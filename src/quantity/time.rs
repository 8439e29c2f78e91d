use std::fmt::{Display, Formatter};

use crate::quantity::{cost::Cost, frequency::Frequency};

quantity!(Hours, via: Decimal, unit: "h");

quantity!(
    /// Dollars per labor hour.
    HourlyRate, via: Decimal, unit: "$/h"
);

implement_mul!(Hours, HourlyRate, Cost);

impl std::ops::Mul<Frequency> for Hours {
    type Output = Self;

    fn mul(self, frequency: Frequency) -> Self::Output {
        Self(self.0 * frequency.0)
    }
}

impl Display for Hours {
    fn fmt(&self, f: &mut Formatter<'_>) -> std::fmt::Result {
        write!(f, "{} h", self.0.normalize())
    }
}

impl Display for HourlyRate {
    fn fmt(&self, f: &mut Formatter<'_>) -> std::fmt::Result {
        write!(f, "{}/h", Cost(self.0))
    }
}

=== WORK INSTRUCTION ===
All of the material must be reproduced exactly.

=== FINAL ANSWER ===
filename src/quantity/time.rs
repository 8439e29c2f78e91d
use std::fmt::{Display, Formatter};

use crate::quantity::{cost::Cost, frequency::Frequency};

quantity!(Hours, via: Decimal, unit: "h");

quantity!(
    /// Dollars per labor hour.
    HourlyRate, via: Decimal, unit: "$/h"
);

implement_mul!(Hours, HourlyRate, Cost);

impl std::ops::Mul<Frequency> for Hours {
    type Output = Self;

    fn mul(self, frequency: Frequency) -> Self::Output {
        Self(self.0 * frequency.0)
    }
}

impl Display for Hours {
    fn fmt(&self, f: &mut Formatter<'_>) -> std::fmt::Result {
        write!(f, "{} h", self.0.normalize())
    }
}

impl Display for HourlyRate {
    fn fmt(&self, f: &mut Formatter<'_>) -> std::fmt::Result {
        write!(f, "{}/h", Cost(self.0))
    }
}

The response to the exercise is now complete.